View Full Version : The Bible Myth
'67Scofield
06-01-2008, 11:31 PM
I was presented with this on another forum. Gemme back my bullets.:):
FACT 1: There have been many different versions of the Bible throughout history.
FACT 2: These versions have contradicted themselves and other versions, and not just in minor details.
FACT 3: There is disagreement amongst Biblical scholars regarding major points in the Bible, points as significant as the status of Mary's virginity.
FACT 4: There are no surviving copies of the original Biblical texts known to man. Furthermore, there are no copies of copies of the original texts.
CoreIssue
06-02-2008, 12:48 AM
I was presented with this on another forum. Gemme back my bullets.:):
[quote]FACT 1: There have been many different versions of the Bible throughout history.But the oldest manuscripts do not have many versions. They agree and they are the oldest scriptures.

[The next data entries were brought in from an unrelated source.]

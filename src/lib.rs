//! # oxidos — a toy operating environment
//!
//! A self-contained environment that compiles a C-like source language
//! to a custom bytecode and executes it on a virtual machine with
//! paged virtual memory, cooperative multitasking, a virtual file
//! system, and a character-cell display.
//!
//! ## Architecture
//!
//! ```text
//! source text → linker (VFS) → scanner → parser → codegen → Image
//!                                                              │
//!            console ◄── syscalls ◄── interpreter ◄── process load
//!                                         │
//!                              two-level paging ◄── frame pool
//! ```
//!
//! ## Quick start
//!
//! Write a program into the virtual file system, start it, and tick
//! the scheduler until it exits:
//!
//! ```rust
//! use oxidos::Machine;
//!
//! # fn main() -> oxidos::Result<()> {
//! let mut machine = Machine::new();
//! machine.write_file(
//!     "/bin/answer",
//!     b"#include \"io\"\nint main() { put_int(2 + 3 * 4); return 0; }",
//! )?;
//! let pid = machine.exec("/bin/answer", &[])?;
//! machine.run(100);
//! assert_eq!(machine.console().screen_text(), "14");
//! assert_eq!(machine.reap(pid), Some(0));
//! # Ok(())
//! # }
//! ```
//!
//! The compile pipeline is usable on its own:
//!
//! ```rust
//! use oxidos::compiler;
//!
//! let image = compiler::compile("int main() { return 42; }").unwrap();
//! assert!(!image.text.is_empty());
//! ```

pub mod compiler;
pub mod console;
pub mod error;
pub mod host;
pub mod lexer;
pub mod parser;
pub mod vfs;
pub mod vm;

pub use compiler::{Codegen, Image, Linker, Opcode};
pub use console::Console;
pub use error::{Error, ErrorStage, Result};
pub use host::{Clock, ManualClock, SystemClock};
pub use lexer::{Scanner, Token, TokenKind};
pub use parser::Parser;
pub use vfs::Vfs;
pub use vm::{CtxState, Machine};
use criterion::{black_box, criterion_group, criterion_main, Criterion};
use oxidos::{compiler, Machine};

const FIB: &str = "int f(int i) { if (i < 2) return 1; return f(i - 1) + f(i - 2); }\n\
                   int main() { return f(15); }";

const SUM: &str = "int main() { int i; int s; for (i = 0, s = 0; i < 10000; ++i) s += i; return s & 0xff; }";

fn compile_benchmark(c: &mut Criterion) {
    c.bench_function("compile fib", |b| {
        b.iter(|| compiler::compile(black_box(FIB)).unwrap())
    });
}

fn execute_benchmark(c: &mut Criterion) {
    c.bench_function("execute sum loop", |b| {
        b.iter(|| {
            let mut m = Machine::new();
            m.write_file("/bin/bench", SUM.as_bytes()).unwrap();
            let pid = m.exec("/bin/bench", &[]).unwrap();
            m.run(10_000);
            m.reap(pid)
        })
    });
}

criterion_group!(benches, compile_benchmark, execute_benchmark);
criterion_main!(benches);
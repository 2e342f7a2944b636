// Copyright 2025 Schelling Point Labs Inc
// SPDX-License-Identifier: AGPL-3.0-only

//! Request handlers

pub mod auth;
pub mod health;
pub mod openapi;
pub mod realtime;
pub mod tasks;
// Copyright 2025 Schelling Point Labs Inc
// SPDX-License-Identifier: AGPL-3.0-only

//! Task-related domain types
//!
//! Priority and status are closed sets. The canonical wire form is
//! SCREAMING_SNAKE_CASE; the human-readable labels used by older clients are
//! accepted on input.

use serde::{Deserialize, Serialize};
use std::fmt;
use std::str::FromStr;
use strum::EnumIter;

/// Urgency of a task
#[derive(Debug, Clone, Copy, PartialEq, Eq, Hash, Serialize, Deserialize, EnumIter)]
#[cfg_attr(feature = "utoipa", derive(utoipa::ToSchema))]
#[serde(rename_all = "SCREAMING_SNAKE_CASE")]
pub enum TaskPriority {
    #[serde(alias = "Low")]
    Low,
    #[serde(alias = "Medium")]
    Medium,
    #[serde(alias = "High")]
    High,
    #[serde(alias = "Urgent")]
    Urgent,
}

impl TaskPriority {
    /// Canonical wire/storage representation
    pub fn as_str(self) -> &'static str {
        match self {
            TaskPriority::Low => "LOW",
            TaskPriority::Medium => "MEDIUM",
            TaskPriority::High => "HIGH",
            TaskPriority::Urgent => "URGENT",
        }
    }

    /// Position in the LOW < MEDIUM < HIGH < URGENT ordering used for sorting
    pub fn rank(self) -> u8 {
        match self {
            TaskPriority::Low => 0,
            TaskPriority::Medium => 1,
            TaskPriority::High => 2,
            TaskPriority::Urgent => 3,
        }
    }
}

impl fmt::Display for TaskPriority {
    fn fmt(&self, f: &mut fmt::Formatter<'_>) -> fmt::Result {
        f.write_str(self.as_str())
    }
}

impl FromStr for TaskPriority {
    type Err = String;

    fn from_str(s: &str) -> Result<Self, Self::Err> {
        match s {
            "LOW" | "Low" => Ok(TaskPriority::Low),
            "MEDIUM" | "Medium" => Ok(TaskPriority::Medium),
            "HIGH" | "High" => Ok(TaskPriority::High),
            "URGENT" | "Urgent" => Ok(TaskPriority::Urgent),
            _ => Err(format!(
                "Invalid task priority: {}. Use LOW, MEDIUM, HIGH or URGENT",
                s
            )),
        }
    }
}

/// Workflow state of a task
#[derive(Debug, Clone, Copy, PartialEq, Eq, Hash, Default, Serialize, Deserialize, EnumIter)]
#[cfg_attr(feature = "utoipa", derive(utoipa::ToSchema))]
#[serde(rename_all = "SCREAMING_SNAKE_CASE")]
pub enum TaskStatus {
    #[default]
    #[serde(alias = "To Do")]
    Todo,
    #[serde(alias = "In Progress")]
    InProgress,
    #[serde(alias = "Review")]
    Review,
    #[serde(alias = "Completed")]
    Done,
}

impl TaskStatus {
    /// Canonical wire/storage representation
    pub fn as_str(self) -> &'static str {
        match self {
            TaskStatus::Todo => "TODO",
            TaskStatus::InProgress => "IN_PROGRESS",
            TaskStatus::Review => "REVIEW",
            TaskStatus::Done => "DONE",
        }
    }

    /// Position in the workflow, used for sorting
    pub fn rank(self) -> u8 {
        match self {
            TaskStatus::Todo => 0,
            TaskStatus::InProgress => 1,
            TaskStatus::Review => 2,
            TaskStatus::Done => 3,
        }
    }
}

impl fmt::Display for TaskStatus {
    fn fmt(&self, f: &mut fmt::Formatter<'_>) -> fmt::Result {
        f.write_str(self.as_str())
    }
}

impl FromStr for TaskStatus {
    type Err = String;

    fn from_str(s: &str) -> Result<Self, Self::Err> {
        match s {
            "TODO" | "To Do" => Ok(TaskStatus::Todo),
            "IN_PROGRESS" | "In Progress" => Ok(TaskStatus::InProgress),
            "REVIEW" | "Review" => Ok(TaskStatus::Review),
            "DONE" | "Completed" => Ok(TaskStatus::Done),
            _ => Err(format!(
                "Invalid task status: {}. Use TODO, IN_PROGRESS, REVIEW or DONE",
                s
            )),
        }
    }
}

/// Sortable task fields
#[derive(Debug, Clone, Copy, PartialEq, Eq, Serialize, Deserialize)]
#[cfg_attr(feature = "utoipa", derive(utoipa::ToSchema))]
#[serde(rename_all = "camelCase")]
pub enum TaskSortKey {
    CreatedAt,
    DueDate,
    Priority,
    Status,
}

/// Sort direction
#[derive(Debug, Clone, Copy, PartialEq, Eq, Serialize, Deserialize)]
#[cfg_attr(feature = "utoipa", derive(utoipa::ToSchema))]
#[serde(rename_all = "lowercase")]
pub enum SortOrder {
    Asc,
    Desc,
}

#[cfg(feature = "rusqlite")]
mod sql {
    use super::{TaskPriority, TaskStatus};
    use rusqlite::types::{FromSql, FromSqlError, FromSqlResult, ToSql, ToSqlOutput, ValueRef};

    impl ToSql for TaskPriority {
        fn to_sql(&self) -> rusqlite::Result<ToSqlOutput<'_>> {
            Ok(ToSqlOutput::from(self.as_str()))
        }
    }

    impl FromSql for TaskPriority {
        fn column_result(value: ValueRef<'_>) -> FromSqlResult<Self> {
            value
                .as_str()?
                .parse()
                .map_err(|e: String| FromSqlError::Other(e.into()))
        }
    }

    impl ToSql for TaskStatus {
        fn to_sql(&self) -> rusqlite::Result<ToSqlOutput<'_>> {
            Ok(ToSqlOutput::from(self.as_str()))
        }
    }

    impl FromSql for TaskStatus {
        fn column_result(value: ValueRef<'_>) -> FromSqlResult<Self> {
            value
                .as_str()?
                .parse()
                .map_err(|e: String| FromSqlError::Other(e.into()))
        }
    }
}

False argument to go to versions as proof of problems. Go the old manuscripts.
FACT 2: These versions have contradicted themselves and other versions, and not just in minor details.Oldest don't.

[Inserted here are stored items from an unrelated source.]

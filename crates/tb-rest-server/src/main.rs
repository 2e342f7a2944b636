// Copyright 2025 Schelling Point Labs Inc
// SPDX-License-Identifier: AGPL-3.0-only

//! Taskboard REST API server binary

use clap::Parser;
use std::net::SocketAddr;
use tb_logging::CliLoggingArgs;
use tb_rest_server::auth::{AuthConfig, DEVELOPMENT_JWT_SECRET};
use tb_rest_server::{Server, ServerConfig};

#[derive(Parser, Debug)]
#[command(author, version, about, long_about = None)]
struct Args {
    /// Bind address for the server
    #[arg(short, long, env = "TASKBOARD_BIND", default_value = "127.0.0.1:4000")]
    bind: SocketAddr,

    /// Database path (SQLite), or :memory:
    #[arg(short, long, env = "TASKBOARD_DATABASE", default_value = ":memory:")]
    database: String,

    /// Secret used to sign session tokens
    #[arg(long, env = "TASKBOARD_JWT_SECRET", hide_env_values = true)]
    jwt_secret: Option<String>,

    /// Mark the session cookie Secure
    #[arg(long, env = "TASKBOARD_PRODUCTION")]
    production: bool,

    /// Origin allowed to make credentialed requests (repeatable)
    #[arg(
        long = "cors-origin",
        env = "TASKBOARD_CORS_ORIGIN",
        value_delimiter = ',',
        default_value = "http://localhost:3000"
    )]
    cors_origins: Vec<String>,

    #[command(flatten)]
    logging: CliLoggingArgs,
}

#[tokio::main]
async fn main() -> Result<(), Box<dyn std::error::Error>> {
    let args = Args::parse();

    args.logging.init("tb-rest-server")?;

    tracing::info!("Starting Taskboard REST API server");

    let auth = AuthConfig::with_jwt_secret(
        args.jwt_secret
            .unwrap_or_else(|| DEVELOPMENT_JWT_SECRET.to_string()),
    );
    if auth.uses_development_secret() {
        tracing::warn!("No JWT secret configured; using the development secret");
    }

    let config = ServerConfig {
        bind_addr: args.bind,
        database_path: args.database,
        cors_origins: args.cors_origins,
        production: args.production,
        auth,
        ..Default::default()
    };

    let server = Server::new(config)?;
    server.run().await?;

    Ok(())
}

FACT 3: There is disagreement amongst Biblical scholars regarding major points in the Bible, points as significant as the status of Mary's virginity.So what? Those also don't read literally either. And deliberately exclude and add according to what they want to find.

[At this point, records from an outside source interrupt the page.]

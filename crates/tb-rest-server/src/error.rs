// Copyright 2025 Schelling Point Labs Inc
// SPDX-License-Identifier: AGPL-3.0-only

//! Server error types and handling

use axum::{
    extract::rejection::{JsonRejection, QueryRejection},
    http::StatusCode,
    response::{IntoResponse, Response},
    Json,
};
use tb_rest_api_contract::{validation::field_messages, ApiContractError, ErrorBody};

/// Server result type
pub type ServerResult<T> = Result<T, ServerError>;

/// Server error types
#[derive(Debug, thiserror::Error)]
pub enum ServerError {
    #[error("Database error: {0}")]
    Database(#[from] tb_local_db::Error),

    #[error("Authentication error: {0}")]
    Auth(String),

    #[error("Authorization error: {0}")]
    Authorization(String),

    #[error("Validation error: {0}")]
    Validation(#[from] validator::ValidationErrors),

    #[error("Task not found: {0}")]
    TaskNotFound(String),

    #[error("Invalid request: {0}")]
    BadRequest(String),

    #[error("Internal server error: {0}")]
    Internal(String),
}

impl ServerError {
    /// HTTP status this error maps to
    pub fn status(&self) -> StatusCode {
        match self {
            ServerError::Database(tb_local_db::Error::DuplicateEmail(_))
            | ServerError::Database(tb_local_db::Error::MissingUser) => StatusCode::BAD_REQUEST,
            ServerError::Database(_) | ServerError::Internal(_) => {
                StatusCode::INTERNAL_SERVER_ERROR
            }
            ServerError::Auth(_) => StatusCode::UNAUTHORIZED,
            ServerError::Authorization(_) => StatusCode::FORBIDDEN,
            ServerError::Validation(_) | ServerError::BadRequest(_) => StatusCode::BAD_REQUEST,
            ServerError::TaskNotFound(_) => StatusCode::NOT_FOUND,
        }
    }

    /// Convert error to the uniform JSON error body
    pub fn to_body(&self) -> ErrorBody {
        let status = self.status().as_u16();
        match self {
            ServerError::Database(tb_local_db::Error::DuplicateEmail(_)) => {
                ErrorBody::new("Email already registered", status)
            }
            ServerError::Database(tb_local_db::Error::MissingUser) => {
                ErrorBody::new("Assigned user does not exist", status)
            }
            ServerError::Database(_) | ServerError::Internal(_) => {
                ErrorBody::new("Internal server error", status)
            }
            ServerError::Auth(msg) | ServerError::Authorization(msg) => {
                ErrorBody::new(msg.clone(), status)
            }
            ServerError::Validation(errors) => ErrorBody {
                details: field_messages(errors),
                ..ErrorBody::new("Validation failed", status)
            },
            ServerError::TaskNotFound(_) => ErrorBody::new("Task not found", status),
            ServerError::BadRequest(msg) => ErrorBody::new(msg.clone(), status),
        }
    }
}

impl IntoResponse for ServerError {
    fn into_response(self) -> Response {
        let status = self.status();
        if status.is_server_error() {
            tracing::error!(error = %self, "request failed");
        }
        (status, Json(self.to_body())).into_response()
    }
}

/// Store traits report through `anyhow`; recover typed database errors
impl From<anyhow::Error> for ServerError {
    fn from(err: anyhow::Error) -> Self {
        match err.downcast::<tb_local_db::Error>() {
            Ok(db_err) => ServerError::Database(db_err),
            Err(err) => ServerError::Internal(format!("{err:#}")),
        }
    }
}

impl From<ApiContractError> for ServerError {
    fn from(err: ApiContractError) -> Self {
        ServerError::BadRequest(err.to_string())
    }
}

/// Malformed bodies, including unknown enum values
impl From<JsonRejection> for ServerError {
    fn from(rejection: JsonRejection) -> Self {
        ServerError::BadRequest(rejection.body_text())
    }
}

impl From<QueryRejection> for ServerError {
    fn from(rejection: QueryRejection) -> Self {
        ServerError::BadRequest(rejection.body_text())
    }
}

impl From<std::io::Error> for ServerError {
    fn from(err: std::io::Error) -> Self {
        ServerError::Internal(format!("IO error: {err}"))
    }
}

impl From<tokio::task::JoinError> for ServerError {
    fn from(err: tokio::task::JoinError) -> Self {
        ServerError::Internal(format!("blocking task failed: {err}"))
    }
}

#[cfg(test)]
mod tests {
    use super::*;
    use tb_rest_api_contract::RegisterRequest;
    use validator::Validate;

    #[test]
    fn statuses_follow_the_error_taxonomy() {
        assert_eq!(
            ServerError::Auth("Unauthorized".into()).status(),
            StatusCode::UNAUTHORIZED
        );
        assert_eq!(
            ServerError::Authorization("nope".into()).status(),
            StatusCode::FORBIDDEN
        );
        assert_eq!(
            ServerError::TaskNotFound("t1".into()).status(),
            StatusCode::NOT_FOUND
        );
        assert_eq!(
            ServerError::Database(tb_local_db::Error::MissingUser).status(),
            StatusCode::BAD_REQUEST
        );
        assert_eq!(
            ServerError::Database(tb_local_db::Error::LockPoisoned).status(),
            StatusCode::INTERNAL_SERVER_ERROR
        );
    }

    #[test]
    fn validation_failures_carry_field_details() {
        let request = RegisterRequest {
            name: "A".into(),
            email: "not-an-email".into(),
            password: "secret123".into(),
        };
        let err = ServerError::from(request.validate().unwrap_err());
        let body = err.to_body();

        assert_eq!(body.error, "Validation failed");
        assert_eq!(body.status_code, 400);
        assert!(body.details.contains_key("name"));
        assert!(body.details.contains_key("email"));
        assert!(!body.details.contains_key("password"));
    }

    #[test]
    fn unparseable_due_dates_are_bad_requests() {
        let err = ServerError::from(
            tb_rest_api_contract::validation::parse_due_date("someday").unwrap_err(),
        );
        assert_eq!(err.status(), StatusCode::BAD_REQUEST);
        assert_eq!(err.to_body().error, "Invalid due date: someday");
    }

    #[test]
    fn internal_errors_do_not_leak_detail() {
        let err = ServerError::from(anyhow::anyhow!("disk on fire at /var/lib/db"));
        let body = err.to_body();

        assert_eq!(body.error, "Internal server error");
        assert_eq!(body.status_code, 500);
        assert!(body.details.is_empty());
    }

    #[test]
    fn typed_database_errors_survive_anyhow() {
        let err = ServerError::from(anyhow::Error::new(tb_local_db::Error::DuplicateEmail(
            "a@example.com".into(),
        )));

        assert_eq!(err.status(), StatusCode::BAD_REQUEST);
        assert_eq!(err.to_body().error, "Email already registered");
    }
}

Also, which scholars? Universalists? Literalists? Idealists?
FACT 4: There are no surviving copies of the original Biblical texts known to man. Furthermore, there are no copies of copies of the original texts.
That is false. There are manuscripts dating back to pre 100 AD. AD copies of manuscripts agree completely with BC copies as well.
Old arguments that scholarship and rules of research have long put ot rest.
'67Scofield
06-02-2008, 03:21 PM
:tiphat: Thank ya much.
I was researching the history of the English Bible, and saw that the oldest copies are kept in London. They said they could be dated to 300A.D. (could have misunderstood them)
What are the copies dating to 100A.D. called?
Where are they kept?
CoreIssue
06-02-2008, 03:36 PM
They were manuscripts and pieces of individual letters that become the NT. They are museums and similar places.
The oldest manuscripts in whole or part are from around 300 AD. Other individual pieces date back to pre 100 AD. The first bound edition was in the 300s, the Codex Sinaiticus.
Of course I am talking OT plus NT. Just the Hebrew OT Bible evidence dates fack into BC times as scroll collections.